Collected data
────────────────────
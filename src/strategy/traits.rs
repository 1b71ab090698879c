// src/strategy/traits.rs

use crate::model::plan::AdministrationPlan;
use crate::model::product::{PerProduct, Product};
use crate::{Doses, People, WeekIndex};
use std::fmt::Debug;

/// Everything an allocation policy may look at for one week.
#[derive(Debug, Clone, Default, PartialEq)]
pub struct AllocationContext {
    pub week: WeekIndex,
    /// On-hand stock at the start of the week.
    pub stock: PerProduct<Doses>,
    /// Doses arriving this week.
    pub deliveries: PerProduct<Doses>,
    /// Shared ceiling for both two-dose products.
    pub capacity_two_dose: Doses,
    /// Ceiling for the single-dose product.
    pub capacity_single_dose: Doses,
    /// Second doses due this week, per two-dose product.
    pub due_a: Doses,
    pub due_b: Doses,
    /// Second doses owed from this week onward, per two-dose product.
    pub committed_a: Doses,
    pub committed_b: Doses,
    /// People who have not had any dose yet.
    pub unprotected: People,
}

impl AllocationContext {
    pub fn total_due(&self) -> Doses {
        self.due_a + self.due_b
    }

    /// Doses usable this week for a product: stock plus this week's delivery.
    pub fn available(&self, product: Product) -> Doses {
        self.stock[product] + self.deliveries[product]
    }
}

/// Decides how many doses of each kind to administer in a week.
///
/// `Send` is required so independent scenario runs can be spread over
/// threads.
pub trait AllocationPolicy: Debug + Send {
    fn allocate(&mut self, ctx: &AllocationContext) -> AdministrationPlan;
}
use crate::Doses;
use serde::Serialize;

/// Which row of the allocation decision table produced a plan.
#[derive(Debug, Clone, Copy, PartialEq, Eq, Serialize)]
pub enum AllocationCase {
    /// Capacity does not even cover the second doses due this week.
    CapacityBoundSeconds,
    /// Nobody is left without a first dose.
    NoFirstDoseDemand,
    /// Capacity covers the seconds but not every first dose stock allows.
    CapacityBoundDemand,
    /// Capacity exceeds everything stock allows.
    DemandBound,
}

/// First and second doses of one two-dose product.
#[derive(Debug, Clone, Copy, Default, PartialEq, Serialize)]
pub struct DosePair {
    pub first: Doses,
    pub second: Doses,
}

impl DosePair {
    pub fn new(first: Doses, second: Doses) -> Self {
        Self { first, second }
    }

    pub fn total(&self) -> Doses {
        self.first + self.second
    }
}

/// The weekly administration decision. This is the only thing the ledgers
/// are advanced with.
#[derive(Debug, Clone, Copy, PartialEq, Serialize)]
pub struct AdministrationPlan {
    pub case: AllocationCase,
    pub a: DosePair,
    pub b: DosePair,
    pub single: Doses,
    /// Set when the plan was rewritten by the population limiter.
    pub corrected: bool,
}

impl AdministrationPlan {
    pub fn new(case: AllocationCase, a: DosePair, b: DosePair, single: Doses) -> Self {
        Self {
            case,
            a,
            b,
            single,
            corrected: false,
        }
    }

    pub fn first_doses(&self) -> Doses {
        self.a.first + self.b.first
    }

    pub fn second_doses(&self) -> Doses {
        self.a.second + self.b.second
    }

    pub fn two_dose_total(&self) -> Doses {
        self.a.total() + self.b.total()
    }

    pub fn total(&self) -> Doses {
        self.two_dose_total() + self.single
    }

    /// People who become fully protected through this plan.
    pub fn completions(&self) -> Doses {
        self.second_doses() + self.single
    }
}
────────────────────
WHAT THE TASK REQUIRES: All records are to be written out exactly.

COMPLETED EXERCISE:
filename src/strategy/traits.rs
repository 1b71ab090698879c
// src/strategy/traits.rs

use crate::model::plan::AdministrationPlan;
use crate::model::product::{PerProduct, Product};
use crate::{Doses, People, WeekIndex};
use std::fmt::Debug;

/// Everything an allocation policy may look at for one week.
#[derive(Debug, Clone, Default, PartialEq)]
pub struct AllocationContext {
    pub week: WeekIndex,
    /// On-hand stock at the start of the week.
    pub stock: PerProduct<Doses>,
    /// Doses arriving this week.
    pub deliveries: PerProduct<Doses>,
    /// Shared ceiling for both two-dose products.
    pub capacity_two_dose: Doses,
    /// Ceiling for the single-dose product.
    pub capacity_single_dose: Doses,
    /// Second doses due this week, per two-dose product.
    pub due_a: Doses,
    pub due_b: Doses,
    /// Second doses owed from this week onward, per two-dose product.
    pub committed_a: Doses,
    pub committed_b: Doses,
    /// People who have not had any dose yet.
    pub unprotected: People,
}

impl AllocationContext {
    pub fn total_due(&self) -> Doses {
        self.due_a + self.due_b
    }

    /// Doses usable this week for a product: stock plus this week's delivery.
    pub fn available(&self, product: Product) -> Doses {
        self.stock[product] + self.deliveries[product]
    }
}

/// Decides how many doses of each kind to administer in a week.
///
/// `Send` is required so independent scenario runs can be spread over
/// threads.
pub trait AllocationPolicy: Debug + Send {
    fn allocate(&mut self, ctx: &AllocationContext) -> AdministrationPlan;
}
use crate::Doses;
use serde::Serialize;

/// Which row of the allocation decision table produced a plan.
#[derive(Debug, Clone, Copy, PartialEq, Eq, Serialize)]
pub enum AllocationCase {
    /// Capacity does not even cover the second doses due this week.
    CapacityBoundSeconds,
    /// Nobody is left without a first dose.
    NoFirstDoseDemand,
    /// Capacity covers the seconds but not every first dose stock allows.
    CapacityBoundDemand,
    /// Capacity exceeds everything stock allows.
    DemandBound,
}

/// First and second doses of one two-dose product.
#[derive(Debug, Clone, Copy, Default, PartialEq, Serialize)]
pub struct DosePair {
    pub first: Doses,
    pub second: Doses,
}

impl DosePair {
    pub fn new(first: Doses, second: Doses) -> Self {
        Self { first, second }
    }

    pub fn total(&self) -> Doses {
        self.first + self.second
    }
}

/// The weekly administration decision. This is the only thing the ledgers
/// are advanced with.
#[derive(Debug, Clone, Copy, PartialEq, Serialize)]
pub struct AdministrationPlan {
    pub case: AllocationCase,
    pub a: DosePair,
    pub b: DosePair,
    pub single: Doses,
    /// Set when the plan was rewritten by the population limiter.
    pub corrected: bool,
}

impl AdministrationPlan {
    pub fn new(case: AllocationCase, a: DosePair, b: DosePair, single: Doses) -> Self {
        Self {
            case,
            a,
            b,
            single,
            corrected: false,
        }
    }

    pub fn first_doses(&self) -> Doses {
        self.a.first + self.b.first
    }

    pub fn second_doses(&self) -> Doses {
        self.a.second + self.b.second
    }

    pub fn two_dose_total(&self) -> Doses {
        self.a.total() + self.b.total()
    }

    pub fn total(&self) -> Doses {
        self.two_dose_total() + self.single
    }

    /// People who become fully protected through this plan.
    pub fn completions(&self) -> Doses {
        self.second_doses() + self.single
    }
}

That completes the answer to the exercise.